Collected data entries:
⁂
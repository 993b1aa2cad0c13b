//! PoliDoc Web Server
//!
//! Axum-based REST API over the policy document graph.

pub mod error;
pub mod routes;
pub mod state;

use axum::{
    routing::{get, post},
    Router,
};
use tower_http::{
    cors::{Any, CorsLayer},
    trace::TraceLayer,
};

use state::AppState;

/// Path prefix the graph routes are mounted under by default.
pub const DEFAULT_API_PREFIX: &str = "/api/v1/graph";

/// Listener settings for [`run_server`].
#[derive(Debug, Clone)]
pub struct ServerConfig {
    pub host: String,
    pub port: u16,
    pub api_prefix: String,
}

impl Default for ServerConfig {
    fn default() -> Self {
        Self {
            host: "127.0.0.1".to_string(),
            port: 8000,
            api_prefix: DEFAULT_API_PREFIX.to_string(),
        }
    }
}

/// Create the application router.
pub fn create_router(state: AppState, api_prefix: &str) -> Router {
    let cors = CorsLayer::new()
        .allow_origin(Any)
        .allow_methods(Any)
        .allow_headers(Any);

    let graph_routes = Router::new()
        .route("/test-connection", get(routes::graph::test_connection))
        .route("/forms", get(routes::graph::list_forms))
        .route("/policy-types", get(routes::graph::list_policy_types))
        .route("/coverages", get(routes::graph::list_coverages))
        .route(
            "/form-policy-type/{form_number}",
            get(routes::graph::get_policy_type_by_form),
        )
        .route(
            "/form-coverages/{form_number}",
            get(routes::graph::list_coverages_by_form),
        )
        .route(
            "/form-coverage-terms/{form_number}/{coverage_code}",
            get(routes::graph::list_coverage_terms),
        )
        .route("/ccq-list", get(routes::graph::get_ccq_list))
        .route("/all-paragraphs", get(routes::graph::list_all_paragraphs))
        .route("/query", post(routes::graph::query_paragraphs))
        .with_state(state.clone());

    // nest() rejects an empty or "/" prefix
    let prefix = api_prefix.trim_end_matches('/');
    let router = if prefix.is_empty() {
        Router::new().merge(graph_routes)
    } else {
        Router::new().nest(prefix, graph_routes)
    };

    router
        .route("/health", get(routes::health::health_check))
        .layer(TraceLayer::new_for_http())
        .layer(cors)
        .with_state(state)
}

/// Run the web server.
pub async fn run_server(state: AppState, config: &ServerConfig) -> anyhow::Result<()> {
    let app = create_router(state, &config.api_prefix);

    let addr = format!("{}:{}", config.host, config.port);
    let listener = tokio::net::TcpListener::bind(&addr).await?;
    tracing::info!(
        "PoliDoc API listening on http://{}{}",
        addr,
        config.api_prefix
    );

    axum::serve(listener, app).await?;
    Ok(())
}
⁂
**About this exercise**
Transcribe the records above exactly as they appear.

**Response to this task**
repository 993b1aa2cad0c13b
//! PoliDoc Web Server
//!
//! Axum-based REST API over the policy document graph.

pub mod error;
pub mod routes;
pub mod state;

use axum::{
    routing::{get, post},
    Router,
};
use tower_http::{
    cors::{Any, CorsLayer},
    trace::TraceLayer,
};

use state::AppState;

/// Path prefix the graph routes are mounted under by default.
pub const DEFAULT_API_PREFIX: &str = "/api/v1/graph";

/// Listener settings for [`run_server`].
#[derive(Debug, Clone)]
pub struct ServerConfig {
    pub host: String,
    pub port: u16,
    pub api_prefix: String,
}

impl Default for ServerConfig {
    fn default() -> Self {
        Self {
            host: "127.0.0.1".to_string(),
            port: 8000,
            api_prefix: DEFAULT_API_PREFIX.to_string(),
        }
    }
}

/// Create the application router.
pub fn create_router(state: AppState, api_prefix: &str) -> Router {
    let cors = CorsLayer::new()
        .allow_origin(Any)
        .allow_methods(Any)
        .allow_headers(Any);

    let graph_routes = Router::new()
        .route("/test-connection", get(routes::graph::test_connection))
        .route("/forms", get(routes::graph::list_forms))
        .route("/policy-types", get(routes::graph::list_policy_types))
        .route("/coverages", get(routes::graph::list_coverages))
        .route(
            "/form-policy-type/{form_number}",
            get(routes::graph::get_policy_type_by_form),
        )
        .route(
            "/form-coverages/{form_number}",
            get(routes::graph::list_coverages_by_form),
        )
        .route(
            "/form-coverage-terms/{form_number}/{coverage_code}",
            get(routes::graph::list_coverage_terms),
        )
        .route("/ccq-list", get(routes::graph::get_ccq_list))
        .route("/all-paragraphs", get(routes::graph::list_all_paragraphs))
        .route("/query", post(routes::graph::query_paragraphs))
        .with_state(state.clone());

    // nest() rejects an empty or "/" prefix
    let prefix = api_prefix.trim_end_matches('/');
    let router = if prefix.is_empty() {
        Router::new().merge(graph_routes)
    } else {
        Router::new().nest(prefix, graph_routes)
    };

    router
        .route("/health", get(routes::health::health_check))
        .layer(TraceLayer::new_for_http())
        .layer(cors)
        .with_state(state)
}

/// Run the web server.
pub async fn run_server(state: AppState, config: &ServerConfig) -> anyhow::Result<()> {
    let app = create_router(state, &config.api_prefix);

    let addr = format!("{}:{}", config.host, config.port);
    let listener = tokio::net::TcpListener::bind(&addr).await?;
    tracing::info!(
        "PoliDoc API listening on http://{}{}",
        addr,
        config.api_prefix
    );

    axum::serve(listener, app).await?;
    Ok(())
}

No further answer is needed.